YOUR ASSIGNMENT: All of the records should come back exactly as written.

GIVEN RECORDS:
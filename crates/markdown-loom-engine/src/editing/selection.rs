use serde::Serialize;
use xi_rope::Rope;

use crate::editing::error::EngineError;
use crate::parsing::rope::Span;

/// One selected range. `head` is where the caret is drawn.
#[derive(Debug, Clone, Copy, PartialEq, Eq, Serialize)]
pub struct SelectionRange {
    pub anchor: usize,
    pub head: usize,
}

impl SelectionRange {
    pub fn new(anchor: usize, head: usize) -> Self {
        Self { anchor, head }
    }

    pub fn cursor(at: usize) -> Self {
        Self::new(at, at)
    }

    pub fn from(&self) -> usize {
        self.anchor.min(self.head)
    }

    pub fn to(&self) -> usize {
        self.anchor.max(self.head)
    }

    pub fn is_empty(&self) -> bool {
        self.anchor == self.head
    }

    pub fn span(&self) -> Span {
        Span::new(self.from(), self.to())
    }
}

/// The set of selected ranges. Only the primary range's head decides
/// whether constructs render raw; commands act on every range.
#[derive(Debug, Clone, PartialEq, Eq, Serialize)]
pub struct Selection {
    ranges: Vec<SelectionRange>,
    primary: usize,
}

impl Default for Selection {
    fn default() -> Self {
        Self::cursor(0)
    }
}

impl Selection {
    /// A selection with a primary index. An out-of-range index falls back
    /// to the last range.
    pub fn new(ranges: Vec<SelectionRange>, primary: usize) -> Self {
        let primary = primary.min(ranges.len().saturating_sub(1));
        Self { ranges, primary }
    }

    pub fn single(range: SelectionRange) -> Self {
        Self::new(vec![range], 0)
    }

    pub fn cursor(at: usize) -> Self {
        Self::single(SelectionRange::cursor(at))
    }

    /// No selection at all: the editor is not focused.
    pub fn none() -> Self {
        Self::new(Vec::new(), 0)
    }

    pub fn ranges(&self) -> &[SelectionRange] {
        &self.ranges
    }

    pub fn primary_index(&self) -> usize {
        self.primary
    }

    pub fn primary(&self) -> Option<SelectionRange> {
        self.ranges.get(self.primary).copied()
    }

    /// Head of the primary range: the one caret that flips constructs raw.
    pub fn head(&self) -> Option<usize> {
        self.primary().map(|r| r.head)
    }

    /// The caret position when this is exactly one empty range.
    pub fn single_cursor(&self) -> Option<usize> {
        match self.ranges.as_slice() {
            [r] if r.is_empty() => Some(r.head),
            _ => None,
        }
    }

    pub fn map(&self, f: impl Fn(usize) -> usize) -> Self {
        Self {
            ranges: self
                .ranges
                .iter()
                .map(|r| SelectionRange::new(f(r.anchor), f(r.head)))
                .collect(),
            primary: self.primary,
        }
    }

    /// Every anchor and head must lie inside `rope` on a char boundary.
    pub(crate) fn validate(&self, rope: &Rope) -> Result<(), EngineError> {
        let len = rope.len();
        for offset in self.ranges.iter().flat_map(|r| [r.anchor, r.head]) {
            if offset > len {
                return Err(EngineError::SelectionOutOfBounds { offset, len });
            }
            if !rope.is_codepoint_boundary(offset) {
                return Err(EngineError::NotCharBoundary { offset });
            }
        }
        Ok(())
    }
}

#[cfg(test)]
mod tests {
    use super::*;

    #[test]
    fn primary_head_drives_rendering() {
        let sel = Selection::new(
            vec![SelectionRange::new(0, 3), SelectionRange::cursor(10)],
            1,
        );
        assert_eq!(sel.head(), Some(10));
        assert_eq!(sel.single_cursor(), None);
    }

    #[test]
    fn out_of_range_primary_is_clamped() {
        let sel = Selection::new(vec![SelectionRange::cursor(1)], 5);
        assert_eq!(sel.primary_index(), 0);
        assert_eq!(Selection::none().head(), None);
    }

    #[test]
    fn backwards_range_orders_from_to() {
        let r = SelectionRange::new(8, 2);
        assert_eq!((r.from(), r.to()), (2, 8));
        assert_eq!(r.span(), Span::new(2, 8));
    }

    #[test]
    fn validate_rejects_offsets_past_end() {
        let rope = Rope::from("abc");
        assert!(Selection::cursor(4).validate(&rope).is_err());
        assert!(Selection::cursor(3).validate(&rope).is_ok());
    }

    #[test]
    fn validate_rejects_offsets_inside_a_char() {
        let rope = Rope::from("- héllo");
        assert!(matches!(
            Selection::cursor(4).validate(&rope),
            Err(EngineError::NotCharBoundary { offset: 4 })
        ));
        assert!(matches!(
            Selection::new(vec![SelectionRange::new(3, 4)], 0).validate(&rope),
            Err(EngineError::NotCharBoundary { offset: 4 })
        ));
        assert!(Selection::cursor(5).validate(&rope).is_ok());
    }
}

SOLUTION:
filename crates/markdown-loom-engine/src/editing/selection.rs
use serde::Serialize;
use xi_rope::Rope;

use crate::editing::error::EngineError;
use crate::parsing::rope::Span;

/// One selected range. `head` is where the caret is drawn.
#[derive(Debug, Clone, Copy, PartialEq, Eq, Serialize)]
pub struct SelectionRange {
    pub anchor: usize,
    pub head: usize,
}

impl SelectionRange {
    pub fn new(anchor: usize, head: usize) -> Self {
        Self { anchor, head }
    }

    pub fn cursor(at: usize) -> Self {
        Self::new(at, at)
    }

    pub fn from(&self) -> usize {
        self.anchor.min(self.head)
    }

    pub fn to(&self) -> usize {
        self.anchor.max(self.head)
    }

    pub fn is_empty(&self) -> bool {
        self.anchor == self.head
    }

    pub fn span(&self) -> Span {
        Span::new(self.from(), self.to())
    }
}

/// The set of selected ranges. Only the primary range's head decides
/// whether constructs render raw; commands act on every range.
#[derive(Debug, Clone, PartialEq, Eq, Serialize)]
pub struct Selection {
    ranges: Vec<SelectionRange>,
    primary: usize,
}

impl Default for Selection {
    fn default() -> Self {
        Self::cursor(0)
    }
}

impl Selection {
    /// A selection with a primary index. An out-of-range index falls back
    /// to the last range.
    pub fn new(ranges: Vec<SelectionRange>, primary: usize) -> Self {
        let primary = primary.min(ranges.len().saturating_sub(1));
        Self { ranges, primary }
    }

    pub fn single(range: SelectionRange) -> Self {
        Self::new(vec![range], 0)
    }

    pub fn cursor(at: usize) -> Self {
        Self::single(SelectionRange::cursor(at))
    }

    /// No selection at all: the editor is not focused.
    pub fn none() -> Self {
        Self::new(Vec::new(), 0)
    }

    pub fn ranges(&self) -> &[SelectionRange] {
        &self.ranges
    }

    pub fn primary_index(&self) -> usize {
        self.primary
    }

    pub fn primary(&self) -> Option<SelectionRange> {
        self.ranges.get(self.primary).copied()
    }

    /// Head of the primary range: the one caret that flips constructs raw.
    pub fn head(&self) -> Option<usize> {
        self.primary().map(|r| r.head)
    }

    /// The caret position when this is exactly one empty range.
    pub fn single_cursor(&self) -> Option<usize> {
        match self.ranges.as_slice() {
            [r] if r.is_empty() => Some(r.head),
            _ => None,
        }
    }

    pub fn map(&self, f: impl Fn(usize) -> usize) -> Self {
        Self {
            ranges: self
                .ranges
                .iter()
                .map(|r| SelectionRange::new(f(r.anchor), f(r.head)))
                .collect(),
            primary: self.primary,
        }
    }

    /// Every anchor and head must lie inside `rope` on a char boundary.
    pub(crate) fn validate(&self, rope: &Rope) -> Result<(), EngineError> {
        let len = rope.len();
        for offset in self.ranges.iter().flat_map(|r| [r.anchor, r.head]) {
            if offset > len {
                return Err(EngineError::SelectionOutOfBounds { offset, len });
            }
            if !rope.is_codepoint_boundary(offset) {
                return Err(EngineError::NotCharBoundary { offset });
            }
        }
        Ok(())
    }
}

#[cfg(test)]
mod tests {
    use super::*;

    #[test]
    fn primary_head_drives_rendering() {
        let sel = Selection::new(
            vec![SelectionRange::new(0, 3), SelectionRange::cursor(10)],
            1,
        );
        assert_eq!(sel.head(), Some(10));
        assert_eq!(sel.single_cursor(), None);
    }

    #[test]
    fn out_of_range_primary_is_clamped() {
        let sel = Selection::new(vec![SelectionRange::cursor(1)], 5);
        assert_eq!(sel.primary_index(), 0);
        assert_eq!(Selection::none().head(), None);
    }

    #[test]
    fn backwards_range_orders_from_to() {
        let r = SelectionRange::new(8, 2);
        assert_eq!((r.from(), r.to()), (2, 8));
        assert_eq!(r.span(), Span::new(2, 8));
    }

    #[test]
    fn validate_rejects_offsets_past_end() {
        let rope = Rope::from("abc");
        assert!(Selection::cursor(4).validate(&rope).is_err());
        assert!(Selection::cursor(3).validate(&rope).is_ok());
    }

    #[test]
    fn validate_rejects_offsets_inside_a_char() {
        let rope = Rope::from("- héllo");
        assert!(matches!(
            Selection::cursor(4).validate(&rope),
            Err(EngineError::NotCharBoundary { offset: 4 })
        ));
        assert!(matches!(
            Selection::new(vec![SelectionRange::new(3, 4)], 0).validate(&rope),
            Err(EngineError::NotCharBoundary { offset: 4 })
        ));
        assert!(Selection::cursor(5).validate(&rope).is_ok());
    }
}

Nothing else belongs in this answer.